【MLB】村上宗隆以外の若手も躍動するホワイトソックスの空気感 マイナーから昇格の西田陸浮も長所を発揮|現地ルポ (2ページ目)
【寿司セレブレーションと将来への最適解】
遊撃手のモンゴメリーは長身の左打者で、昨季は71試合で21本塁打を放ち、今季も55試合で13本塁打を記録している。彼に、村上が打線やクラブハウスにもたらしているものを尋ねると、真っ先に返ってきたのは「存在感ですね」という言葉だった。
「長打力があって、打点を稼いで、ホームランを打てる。でも、僕がすごく感心しているのは選球眼です。彼は本当に四球を選べる。それに守備もすごく良いです。クラブハウスでは自然体でいて、面白いキャラクターでもあるので、みんなを和ませてくれています」
SNSで話題になった本塁打後の"寿司セレブレーション"も、村上の発案だったという。
「サンディエゴで僕がホームランを打った時でした。彼が急にこっちに来たので、普通にハイタッチをするのかと思ったら、『ヘイ!』って感じでハンドシェイクを始めて、そのまま寿司を口に入れ合うポーズをやり始めたんです。あれは僕じゃなくて、彼のアイデアでした」
モンゴメリーは笑いながらそう振り返った。さらに、「村上は将来的にどんなメジャーリーガーになれると思うか」と尋ねると、こう答えた。

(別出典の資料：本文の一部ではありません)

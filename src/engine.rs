//! The document engine: the one object every surface talks to
//!
//! Owns the SQLite pool, the text analyzer, the embedding and generation
//! providers, and the ANN graphs. Every mutation runs in one SQLite
//! transaction; graph changes are staged and applied after commit. Commit
//! and apply happen under one write lock, so graphs see mutations in the
//! order the database committed them.

use crate::ann::{AnnBatch, AnnIndexManager};
use crate::codec::decode_vector;
use crate::config::Config;
use crate::db::{self, Database, Document, StoreStats, TextChunk};
use crate::error::{Error, Result};
use crate::indexer::{ChunkIndexer, IdGenerator, PreparedChunk, UuidGenerator};
use crate::models::{build_embedding_models, GenerationModel, Generator};
use crate::search::{SearchDispatcher, SearchHit};
use crate::text::TextAnalyzer;
use serde::{Deserialize, Serialize};
use serde_json::{json, Value};
use std::collections::BTreeMap;
use std::path::PathBuf;
use std::sync::atomic::{AtomicBool, Ordering};
use std::sync::Arc;
use std::time::Duration;
use tokio::sync::Mutex;
use tracing::{debug, error, info, warn};

/// Input for [`Engine::create_document`]
#[derive(Debug, Clone, Default, Serialize, Deserialize)]
pub struct NewDocument {
    pub id: String,
    #[serde(default)]
    pub title: String,
    #[serde(default)]
    pub description: String,
    #[serde(default)]
    pub metadata: Value,
    #[serde(default)]
    pub texts: Vec<String>,
    /// Replace an existing document with the same id
    #[serde(default)]
    pub overwrite: bool,
    /// Append a generated summary as an extra chunk
    #[serde(default)]
    pub summarize: bool,
}

/// A document, optionally with its chunks in creation order
#[derive(Debug, Clone, Serialize)]
pub struct DocumentView {
    #[serde(flatten)]
    pub document: Document,
    #[serde(skip_serializing_if = "Option::is_none")]
    pub chunks: Option<Vec<TextChunk>>,
}

/// Per-graph counters
#[derive(Debug, Clone, Serialize)]
pub struct GraphStats {
    pub nodes: usize,
    pub tombstones: usize,
    pub dimension: Option<usize>,
}

#[derive(Debug, Clone, Serialize)]
pub struct EngineStats {
    #[serde(flatten)]
    pub store: StoreStats,
    pub graphs: BTreeMap<String, GraphStats>,
}

pub struct Engine {
    db: Database,
    graphs: Arc<AnnIndexManager>,
    indexer: ChunkIndexer,
    dispatcher: SearchDispatcher,
    generator: Option<GenerationModel>,
    /// Held from transaction begin until the staged batch is applied
    writes: Mutex<()>,
    shutting_down: AtomicBool,
}

impl Engine {
    /// Open the store described by `config`.
    ///
    /// Fails if the database cannot be opened, the text tables cannot be
    /// loaded, a provider is misconfigured, or any model's ANN file is
    /// missing or corrupt.
    pub async fn open(config: &Config) -> Result<Self> {
        Self::open_with_ids(config, Arc::new(UuidGenerator)).await
    }

    pub async fn open_with_ids(config: &Config, ids: Arc<dyn IdGenerator>) -> Result<Self> {
        let db = Database::connect(
            &config.paths.db_file,
            Duration::from_secs(config.busy_timeout_secs),
        )
        .await?;

        let analyzer = Arc::new(TextAnalyzer::new(config.text.clone())?);
        let models = Arc::new(build_embedding_models(&config.embedding_models)?);
        let graphs = Arc::new(AnnIndexManager::open(config)?);
        let generator = config
            .generation_model
            .as_ref()
            .map(GenerationModel::from_config)
            .transpose()?;

        info!(
            "Opened store at {:?} with {} embedding model(s)",
            config.paths.db_file,
            models.len()
        );

        Ok(Self {
            indexer: ChunkIndexer::new(analyzer, models.clone(), graphs.clone(), ids),
            dispatcher: SearchDispatcher::new(
                db.pool().clone(),
                models,
                graphs.clone(),
                config.search.clone(),
            ),
            db,
            graphs,
            generator,
            writes: Mutex::new(()),
            shutting_down: AtomicBool::new(false),
        })
    }

    /// Create empty ANN save files for configured models that have none
    pub fn init_indexes(config: &Config) -> Result<Vec<PathBuf>> {
        AnnIndexManager::init_files(config)
    }

    pub fn graphs(&self) -> &AnnIndexManager {
        &self.graphs
    }

    /// Create a document and index `texts` as its chunks. Returns the number
    /// of chunks written.
    pub async fn create_document(&self, new: NewDocument) -> Result<usize> {
        self.ensure_open()?;

        let NewDocument {
            id,
            title,
            description,
            metadata,
            mut texts,
            overwrite,
            summarize,
        } = new;

        if summarize && !texts.is_empty() {
            if let Some(generator) = &self.generator {
                match generator.generate(&texts).await {
                    Ok(summary) => {
                        debug!("Summary for document {}: {}", id, summary);
                        texts.push(summary);
                    }
                    Err(e) => error!("Failed to summarize document {}: {}", id, e),
                }
            }
        }

        let prepared = self.indexer.prepare_all(&id, &texts).await?;
        let metadata = if metadata.is_null() { json!({}) } else { metadata };
        let document = Document::new(id, title, description, metadata);

        let _writes = self.writes.lock().await;
        let mut batch = AnnBatch::new();
        let count = self
            .write_document(&document, prepared, overwrite, &mut batch)
            .await
            .inspect_err(|e| error!("Rolled back creation of document {}: {}", document.id, e))?;

        self.graphs.apply(batch);
        Ok(count)
    }

    async fn write_document(
        &self,
        document: &Document,
        prepared: Vec<PreparedChunk>,
        overwrite: bool,
        batch: &mut AnnBatch,
    ) -> Result<usize> {
        let mut tx = self.db.begin().await?;

        if db::document_exists(&mut tx, &document.id).await? {
            if !overwrite {
                return Err(Error::BadRequest(format!(
                    "document '{}' already exists",
                    document.id
                )));
            }
            if let Some(removed) = db::delete_document(&mut tx, &document.id).await? {
                info!(
                    "Deleted existing document {} ({} chunks) for overwrite",
                    document.id,
                    removed.len()
                );
                for chunk_id in &removed {
                    batch.remove(chunk_id);
                }
            }
        }

        db::insert_document(&mut tx, document).await?;

        let count = prepared.len();
        for chunk in prepared {
            self.indexer.persist(&mut tx, chunk, batch).await?;
        }

        tx.commit().await?;
        Ok(count)
    }

    pub async fn get_document(&self, id: &str, with_chunks: bool) -> Result<DocumentView> {
        let mut conn = self.db.pool().acquire().await?;

        let document = db::get_document(&mut conn, id)
            .await?
            .ok_or_else(|| Error::NotFound(format!("document '{}'", id)))?;

        let chunks = if with_chunks {
            Some(db::list_chunks(&mut conn, id).await?)
        } else {
            None
        };

        Ok(DocumentView { document, chunks })
    }

    /// Delete a document with all its chunks. Returns the number of chunks removed.
    pub async fn delete_document(&self, id: &str) -> Result<usize> {
        self.ensure_open()?;

        let _writes = self.writes.lock().await;
        let mut tx = self.db.begin().await?;
        let removed = db::delete_document(&mut tx, id)
            .await?
            .ok_or_else(|| Error::NotFound(format!("document '{}'", id)))?;
        tx.commit().await?;

        let mut batch = AnnBatch::new();
        for chunk_id in &removed {
            batch.remove(chunk_id);
        }
        self.graphs.apply(batch);

        info!("Deleted document {} ({} chunks)", id, removed.len());
        Ok(removed.len())
    }

    /// Index one more chunk for an existing document
    pub async fn add_chunk(&self, document_id: &str, text: &str) -> Result<TextChunk> {
        self.ensure_open()?;

        {
            let mut conn = self.db.pool().acquire().await?;
            if !db::document_exists(&mut conn, document_id).await? {
                return Err(Error::NotFound(format!("document '{}'", document_id)));
            }
        }

        let prepared = self.indexer.prepare(document_id, text).await?;

        let _writes = self.writes.lock().await;
        let mut batch = AnnBatch::new();
        let mut tx = self.db.begin().await?;
        // The document may have been deleted while the chunk was embedded
        if !db::document_exists(&mut tx, document_id).await? {
            return Err(Error::NotFound(format!("document '{}'", document_id)));
        }
        let chunk = self
            .indexer
            .persist(&mut tx, prepared, &mut batch)
            .await
            .inspect_err(|e| error!("Rolled back chunk for document {}: {}", document_id, e))?;
        tx.commit().await?;

        self.graphs.apply(batch);
        Ok(chunk)
    }

    pub async fn get_chunk(&self, id: &str) -> Result<TextChunk> {
        let mut conn = self.db.pool().acquire().await?;
        db::get_chunk(&mut conn, id)
            .await?
            .ok_or_else(|| Error::NotFound(format!("text chunk '{}'", id)))
    }

    pub async fn delete_chunk(&self, id: &str) -> Result<()> {
        self.ensure_open()?;

        let _writes = self.writes.lock().await;
        let mut tx = self.db.begin().await?;
        if !db::delete_chunk(&mut tx, id).await? {
            return Err(Error::NotFound(format!("text chunk '{}'", id)));
        }
        tx.commit().await?;

        let mut batch = AnnBatch::new();
        batch.remove(id);
        self.graphs.apply(batch);
        Ok(())
    }

    /// Search with the lexical engine (`bm25`) or a named embedding model
    pub async fn search(
        &self,
        model_id: &str,
        query: &str,
        limit: Option<&str>,
    ) -> Result<Vec<SearchHit>> {
        self.dispatcher.search(model_id, query, limit).await
    }

    pub fn list_models(&self) -> Vec<String> {
        self.dispatcher.list_models()
    }

    /// Refill a model's graph from its stored embeddings. Returns the node count.
    ///
    /// Writes wait until the new graph is swapped in; searches keep using
    /// the old graph meanwhile.
    pub async fn rebuild_index(&self, model_id: &str) -> Result<usize> {
        self.ensure_open()?;

        if self.graphs.get(model_id).is_none() {
            return Err(Error::NotFound(format!("model '{}'", model_id)));
        }

        let _writes = self.writes.lock().await;
        let rows = {
            let mut conn = self.db.pool().acquire().await?;
            db::embeddings_for_model(&mut conn, model_id).await?
        };

        let vectors = rows.into_iter().filter_map(|(chunk_id, blob)| {
            match decode_vector(&blob) {
                Some(vector) => Some((chunk_id, vector)),
                None => {
                    warn!(
                        "Skipping chunk {}: stored vector for '{}' is {} bytes",
                        chunk_id,
                        model_id,
                        blob.len()
                    );
                    None
                }
            }
        });

        let count = self.graphs.rebuild(model_id, vectors)?;
        info!("Rebuilt ANN graph '{}' with {} nodes", model_id, count);
        Ok(count)
    }

    pub async fn stats(&self) -> Result<EngineStats> {
        let store = self.db.stats().await?;
        let graphs = self
            .graphs
            .graphs()
            .map(|g| {
                (
                    g.model_id().to_string(),
                    GraphStats {
                        nodes: g.len(),
                        tombstones: g.tombstone_count(),
                        dimension: g.dimension(),
                    },
                )
            })
            .collect();
        Ok(EngineStats { store, graphs })
    }

    /// Stop accepting writes, save every graph and close the pool.
    ///
    /// Save failures are logged. Calling this twice is a no-op.
    pub async fn close(&self) {
        if self.shutting_down.swap(true, Ordering::SeqCst) {
            return;
        }

        // Let an in-flight write apply its batch before the graphs are saved
        let _writes = self.writes.lock().await;
        let failed = self.graphs.flush_all();
        if failed > 0 {
            error!("{} ANN graph(s) could not be saved", failed);
        }

        self.db.close().await;
        info!("Engine closed");
    }

    fn ensure_open(&self) -> Result<()> {
        if self.shutting_down.load(Ordering::SeqCst) {
            return Err(Error::ShuttingDown);
        }
        Ok(())
    }
}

「彼は"唯一無二の村上"になれると思います。自分自身でいることで、最高レベルの選手になれる。もちろん、アーロン・ジャッジや大谷翔平みたいな偉大なパワーヒッターはいます。でも彼も、そのレベルに並べるだけの力を持っている選手です。将来的には、自分自身の名前を確立できる存在になると思います」
一方、二塁手のマイドロスは守備力に定評がある反面、自らの課題として打撃を挙げる。そのマイドロスも、村上を総合力の高い選手として評価していた。
「守備でも一塁でいいプレーをしていますし、すごく野球IQの高い選手です。僕は、パワーは彼の長所のなかでは最後に挙げるものだと思っています。まず純粋にすばらしい野球選手で、そのうえでパワーは"おまけ"みたいなものですね」
さらに村上の将来像について尋ねると、こう話した。
「彼は彼自身の最高の姿になっていくと思います。できれば長い間、隣で一緒にプレーしていたいですね」
もっとも、この若い選手たちが今後もそのままレギュラーに定着する保証はない。ホワイトソックスは今年のドラフトで全体1位指名権を持っており、UCLAの遊撃手ロック・チョロウスキーを指名する可能性が高いとみられている。メルキン記者はこう話す。
「フロントはテキサス州の高校生遊撃手グレイディ・エマーソンも高く評価しているようです。ただ、私が予想するならチョロウスキーですね。もしそうなれば、すでに多くの内野有望株を抱えているところに、さらにトップクラスの選手が加わることになる。どう整理していくのか、どんなチームを作っていくのかは非常に興味深いですね」
実際、ホワイトソックスはすでに将来を見据えた起用を試みている。モンゴメリーを三塁、バルガスを一塁、村上をDHで起用するラインナップを組むこともある。若い選手たちを固定するのではなく、さまざまな可能性を探りながら、将来の最適解を模索しているのである。